READ MORE: 5 Essential Standards for Biopharmaceutical Manufacturing
These drugs have many applications, from treatments for rheumatoid arthritis, Crohn’s disease, and other autoimmune conditions – to cardiovascular disease and cancer treatments. Gene therapy in particular has been a key source of excitement. By replacing defective genes with healthy ones, gene therapies have the potential to treat or prevent many diseases.
“Whatever we do in the pharmaceutical industry is to treat diseases or respond to other situations, whether that means cancer or blood pressure or diabetes,” explains Ferdinando Aspesi, member of the executive committee of the committee on manufacture of pharmaceutical and biopharmaceutical products (E55). “Our body is a mix of physics and biochemistry. Physics include muscles and nerves, but there are also thousands of biochemical reactions. Whatever you do with these products is going to adjust, fix, change, or improve certain parts of this biopharmaceutical biosynthesis.”While it has many historical precursors, the modern biopharmaceutical revolution kicked off in the late 1970s and early 1980s with the biotechnological production of insulin, a hormone that had been used and researched since the 1920s.
“Modern biopharmaceuticals go back to recombinant vaccines, hormones, growth factors, cytokines, and blood factors,” explains Duncan Low, also a member of E55’s executive committee. “Historically, you could even say it goes back centuries if you think about blood transfusions. But if you keep it modern, recombinant DNA kicked off the modern biotech revolution. The initial products there were things like insulin and growth hormones. Up to that point, there were also things like antivenoms and antitoxins. The next wave was around monoclonal antibodies. The current revolution is around things like gene therapy and cell therapies.”
This current revolution is taking place on an unprecedented scale. Having grown to a $570 billion industry in 2023, many forecasts predict the continued meteoric growth of the market. As companies dedicate a sizeable part of their revenues to research and development and funding becomes more readily available, there is a growing hope that biopharmaceuticals might transform the industry as well as how we approach treating disease.
Biopharmaceuticals present unique challenges, from the uniqueness of manufacturing processes to the complexities of storing and transporting materials that are at greater risk of contamination or degradation due to temperature sensitivities and limited shelf lives. There is also the complexity of navigating the regulatory landscape as companies bring new products to market.
Biopharmaceuticals are reshaping the field of medicine.
“I’ve personally found it to be very helpful to have a dialog with regulators about what we see as the advantages and disadvantages,” Low explains. “By having standards, it facilitates the acceptance of technologies by regulators. They have confidence that this topic has been discussed through an open process, so many different stakeholders can give their feedback and have a scientific and technical dialog.”
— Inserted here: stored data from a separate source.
use crate::config::AuthorityConfig;
use crate::deadlock;
use crate::error::AuthorityError;
use crate::network::{NextObject, SignalKind, TrackNetwork};
use crate::route::{Route, RouteElement, TrainPath};
use crate::train::{
    RouteSide, Train, TrainAttributes, TrainHandle, TrainKind, TrainNumber, COUPLING_DISTANCE,
};
use crate::{SectionId, SignalId, TrainId, TrainSet};
use itertools::Itertools;
use log::{info, warn};
use pathfinding::directed::dijkstra::dijkstra;
#[cfg(feature = "serde")]
use serde::{Deserialize, Serialize};
use slotmap::Key;

/// A rail traffic simulation: trains sharing a track network.
#[derive(Clone, Debug, Default)]
#[cfg_attr(feature = "serde", derive(Serialize, Deserialize))]
pub struct Simulation {
    /// The track network.
    network: TrackNetwork,
    /// The trains being simulated.
    trains: TrainSet,
    /// The number given to the next train.
    next_number: u32,
    /// The tunable parameters.
    config: AuthorityConfig,
    /// The current frame of simulation.
    frame: usize,
}

impl Simulation {
    /// Creates a simulation on the given network.
    pub fn new(network: TrackNetwork) -> Self {
        Self::with_config(network, AuthorityConfig::default())
    }

    /// Creates a simulation with non-default parameters.
    pub fn with_config(network: TrackNetwork, config: AuthorityConfig) -> Self {
        Self {
            network,
            config,
            next_number: 1,
            ..Default::default()
        }
    }

    pub fn network(&self) -> &TrackNetwork {
        &self.network
    }

    /// Gets the network for adding topology. Section and signal states are only
    /// changed through the simulation.
    pub fn network_mut(&mut self) -> &mut TrackNetwork {
        &mut self.network
    }

    pub fn config(&self) -> &AuthorityConfig {
        &self.config
    }

    /// Gets the current simulation frame index.
    pub fn frame(&self) -> usize {
        self.frame
    }

    /// Places a train on its path with its front `offset` m into element `front_index`
    /// of the active leg. The train's sections must be free.
    pub fn add_train(
        &mut self,
        attributes: &TrainAttributes,
        path: TrainPath,
        front_index: usize,
        offset: f64,
    ) -> Result<TrainId, AuthorityError> {
        let leg = path.active_leg().ok_or(AuthorityError::EmptyRoute)?;
        self.network.validate_route(leg)?;
        let front = leg.get(front_index).ok_or(AuthorityError::EmptyRoute)?;
        let number = self.take_number();
        let placing = TrainHandle::new(TrainId::null(), number, RouteSide::Ahead);
        let occupied = self
            .network
            .placement(placing, front, offset, attributes.length)
            .ok_or(AuthorityError::CannotPlace {
                section: front.section,
                length: attributes.length,
            })?;
        Ok(self.insert_train(number, attributes, path, occupied, offset, front_index))
    }

    fn take_number(&mut self) -> TrainNumber {
        self.next_number = u32::max(self.next_number, 1);
        let number = TrainNumber(self.next_number);
        self.next_number += 1;
        number
    }

    fn insert_train(
        &mut self,
        number: TrainNumber,
        attributes: &TrainAttributes,
        path: TrainPath,
        occupied: Vec<RouteElement>,
        offset: f64,
        front_index: usize,
    ) -> TrainId {
        let network = &self.network;
        let id = self.trains.insert_with_key(|id| {
            Train::new(
                id,
                number,
                attributes,
                path,
                occupied.clone(),
                offset,
                front_index,
                network,
            )
        });
        let handle = self.trains[id].handle(RouteSide::Ahead);
        for el in occupied {
            self.network.section_mut(el.section).set_occupied(handle);
        }
        info!("train {} placed at {:?}", number, self.trains[id].front().element);
        id
    }

    /// Removes a train, releasing everything it holds.
    pub fn remove_train(&mut self, id: TrainId) -> Result<Train, AuthorityError> {
        let handle = self
            .trains
            .get(id)
            .map(|t| t.handle(RouteSide::Ahead))
            .ok_or(AuthorityError::UnknownTrain(id))?;
        deadlock::forget_train(&mut self.trains, id);
        self.network.release_train(handle);
        self.trains
            .remove(id)
            .ok_or(AuthorityError::UnknownTrain(id))
    }

    /// Uncouples the last `rear_length` m of a standing train. The rear portion becomes
    /// a new, static train on the sections it stands on.
    pub fn split_train(
        &mut self,
        id: TrainId,
        rear_length: f64,
    ) -> Result<TrainId, AuthorityError> {
        let config = &self.config;
        let train = self.trains.get_mut(id).ok_or(AuthorityError::UnknownTrain(id))?;
        let rejected = AuthorityError::CannotSplit {
            train: train.number(),
            length: rear_length,
        };
        if !train.is_stopped(config) {
            return Err(rejected);
        }
        let attributes = TrainAttributes {
            kind: TrainKind::Static,
            length: rear_length,
            ..train.attributes()
        };
        let portion = train
            .detach_rear(rear_length, &mut self.network)
            .ok_or(rejected)?;
        let number = self.take_number();
        let path = TrainPath::single(Route::new(portion.occupied.clone()));
        let front_index = portion.occupied.len() - 1;
        Ok(self.insert_train(
            number,
            &attributes,
            path,
            portion.occupied,
            portion.front_offset,
            front_index,
        ))
    }

    /// Couples the train `rear`, standing right behind `front`, onto it.
    /// The rear train ceases to exist.
    pub fn join_trains(&mut self, front: TrainId, rear: TrainId) -> Result<(), AuthorityError> {
        let ahead = self.trains.get(front).ok_or(AuthorityError::UnknownTrain(front))?;
        let behind = self.trains.get(rear).ok_or(AuthorityError::UnknownTrain(rear))?;
        let rejected = AuthorityError::NotCoupled {
            front: ahead.number(),
            rear: behind.number(),
        };
        if front == rear || !ahead.is_stopped(&self.config) || !behind.is_stopped(&self.config) {
            return Err(rejected);
        }
        let gap = behind
            .gap_to(ahead, &self.network)
            .filter(|gap| gap.abs() <= COUPLING_DISTANCE)
            .ok_or(rejected)?;
        let absorbed = self.remove_train(rear)?;
        self.trains[front].absorb(&absorbed, gap, &mut self.network);
        Ok(())
    }

    /// Gives a train a new path. Its front must stand on the path's active leg.
    pub fn set_train_path(&mut self, id: TrainId, path: TrainPath) -> Result<(), AuthorityError> {
        let train = self.trains.get_mut(id).ok_or(AuthorityError::UnknownTrain(id))?;
        train.set_path(path, &mut self.network)
    }

    /// Sets the speed the driver asks for in m/s; negative runs the train backwards
    /// in manual mode, `None` runs at the allowed speed.
    pub fn set_target_speed(
        &mut self,
        id: TrainId,
        speed: Option<f64>,
    ) -> Result<(), AuthorityError> {
        let train = self.trains.get_mut(id).ok_or(AuthorityError::UnknownTrain(id))?;
        train.set_target_speed(speed);
        Ok(())
    }

    /// Switches a train to manual mode, or explorer mode if `explorer`.
    pub fn request_manual(&mut self, id: TrainId, explorer: bool) -> Result<(), AuthorityError> {
        let train = self.trains.get_mut(id).ok_or(AuthorityError::UnknownTrain(id))?;
        train.request_manual(explorer, &mut self.network)
    }

    /// Returns a train from manual or explorer mode to its original path.
    pub fn request_auto(&mut self, id: TrainId) -> Result<(), AuthorityError> {
        let train = self.trains.get_mut(id).ok_or(AuthorityError::UnknownTrain(id))?;
        train.request_auto(&mut self.network)
    }

    /// Puts a train that went out of control back on its original path.
    pub fn reset_out_of_control(&mut self, id: TrainId) -> Result<(), AuthorityError> {
        let train = self.trains.get_mut(id).ok_or(AuthorityError::UnknownTrain(id))?;
        train.reset_out_of_control()
    }

    pub fn enter_turntable(&mut self, id: TrainId) -> Result<(), AuthorityError> {
        let train = self.trains.get_mut(id).ok_or(AuthorityError::UnknownTrain(id))?;
        train.enter_turntable(&mut self.network)
    }

    pub fn leave_turntable(&mut self, id: TrainId) -> Result<(), AuthorityError> {
        let train = self.trains.get_mut(id).ok_or(AuthorityError::UnknownTrain(id))?;
        train.leave_turntable(&mut self.network)
    }

    /// Takes a standing train out of service. It keeps the sections it stands on
    /// and drops out of deadlock detection until it is activated again.
    pub fn deactivate_train(&mut self, id: TrainId) -> Result<(), AuthorityError> {
        let train = self.trains.get_mut(id).ok_or(AuthorityError::UnknownTrain(id))?;
        train.deactivate(&mut self.network)?;
        let boundaries = train
            .deadlock_info()
            .iter()
            .map(|(start, entry)| (start, entry.other))
            .collect::<Vec<_>>();
        deadlock::forget_boundaries(&mut self.trains, &mut self.network, id, &boundaries);
        Ok(())
    }

    /// Brings an inactive train into service.
    pub fn activate_train(&mut self, id: TrainId) -> Result<(), AuthorityError> {
        let train = self.trains.get_mut(id).ok_or(AuthorityError::UnknownTrain(id))?;
        train.activate()
    }

    /// Lets a train pass the next normal signal ahead of it at danger.
    /// Returns the signal, if there is one on the train's route.
    pub fn request_permission(&mut self, id: TrainId) -> Result<Option<SignalId>, AuthorityError> {
        let train = self.trains.get(id).ok_or(AuthorityError::UnknownTrain(id))?;
        let next = self.network.get_next_object(
            train.route(RouteSide::Ahead),
            train.front().route_index,
            train.front().offset,
            Some(SignalKind::Normal),
        );
        let NextObject::Found { signal, .. } = next else {
            return Ok(None);
        };
        self.network.request_permission(signal, train.number());
        Ok(Some(signal))
    }

    /// Keeps a signal at danger, or releases it.
    pub fn set_signal_hold(&mut self, signal: SignalId, held: bool) {
        self.network.set_signal_hold(signal, held);
    }

    /// Moves a switch, unless a train occupies or holds it.
    /// Returns `true` if the switch was moved.
    pub fn set_switch(&mut self, section: SectionId, position: usize) -> bool {
        let Some(s) = self.network.get_section(section) else {
            return false;
        };
        if s.is_occupied() || s.reserved_by().is_some() {
            return false;
        }
        self.network.set_switch(section, position);
        true
    }

    /// Gets a reference to the train with the given ID.
    pub fn get_train(&self, id: TrainId) -> Option<&Train> {
        self.trains.get(id)
    }

    /// Finds a train by its number.
    pub fn train_id(&self, number: TrainNumber) -> Option<TrainId> {
        deadlock::find_train(&self.trains, number)
    }

    /// Returns an iterator over all the trains in the simulation.
    pub fn iter_trains(&self) -> impl Iterator<Item = &Train> {
        self.trains.values()
    }

    /// Advances the simulation by `dt` seconds. Trains are updated one after the
    /// other in order of their numbers.
    pub fn step(&mut self, dt: f64) {
        let order = self
            .trains
            .iter()
            .map(|(id, train)| (train.number(), id))
            .sorted_by_key(|(number, _)| *number)
            .map(|(_, id)| id)
            .collect::<Vec<_>>();

        for id in order {
            if self.trains[id].route_changed() {
                deadlock::detect(
                    &mut self.trains,
                    &mut self.network,
                    id,
                    self.config.deadlock_resolution,
                );
            }
            deadlock::update_traps(&mut self.trains, &mut self.network, id);

            let train = &mut self.trains[id];
            train.update(dt, &mut self.network, &self.config);
            if train.needs_new_route() && train.is_stopped(&self.config) {
                self.regenerate_route(id);
            }
            if self.trains[id].is_held_at_signal(&self.config) {
                deadlock::recheck_traps(&self.trains, &mut self.network, id);
            }
        }
        self.frame += 1;
    }

    /// Finds the shortest route from where the train's front stands to the destination
    /// of its path, following any switch position.
    pub fn find_route(&self, id: TrainId) -> Result<Route, AuthorityError> {
        let train = self.trains.get(id).ok_or(AuthorityError::UnknownTrain(id))?;
        let goal = train.path().destination().ok_or(AuthorityError::EmptyRoute)?;
        let network = &self.network;
        let start = (
            train.front().element,
            train.previous_section(RouteSide::Ahead),
        );
        let (nodes, _) = dijkstra(
            &start,
            |(el, prev)| {
                network
                    .successors(*prev, *el)
                    .into_iter()
                    .map(|next| ((next, Some(el.section)), cost(network, next)))
                    .collect::<Vec<_>>()
            },
            |(el, _)| *el == goal,
        )
        .ok_or(AuthorityError::NoRoute(train.number()))?;
        Ok(nodes.into_iter().map(|(el, _)| el).collect())
    }

    /// Puts a train that went out of control on a new route to its destination.
    fn regenerate_route(&mut self, id: TrainId) {
        match self.find_route(id) {
            Ok(route) => self.trains[id].adopt_route(route),
            Err(err) => {
                warn!("{}", err);
                self.trains[id].abandon_route_search();
            }
        }
    }
}

/// The path finding cost of travelling through an element, in dm.
fn cost(network: &TrackNetwork, element: RouteElement) -> usize {
    (network.length(element.section) * 10.0) as usize
}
It is against this backdrop that E55 approaches the biopharmaceutical industry. The committee addresses both chemically synthesized and biosynthetic drugs, and they aim to develop test methods, performance standards, and specifications to help ensure quality products and better health outcomes for patients. According to committee chair John Logar, this philosophy applies to any product under focus, biopharmaceutical or not.
“With a group like E55, we really focus on the manufacturing of those products,” Logar says, “and driving consensus around the best methods the best practices – providing guidance to the industry, in order to deliver effective and safe manufacturing processes for these types of products as they continue to evolve and require faster-to-market delivery. This is where E55 looks to answer that value statement by establishing practices across the spectrum so that customers and patients get the products they need regardless of where they are manufactured. ASTM has the ability to bring together these common practices and turn them into standard practices.”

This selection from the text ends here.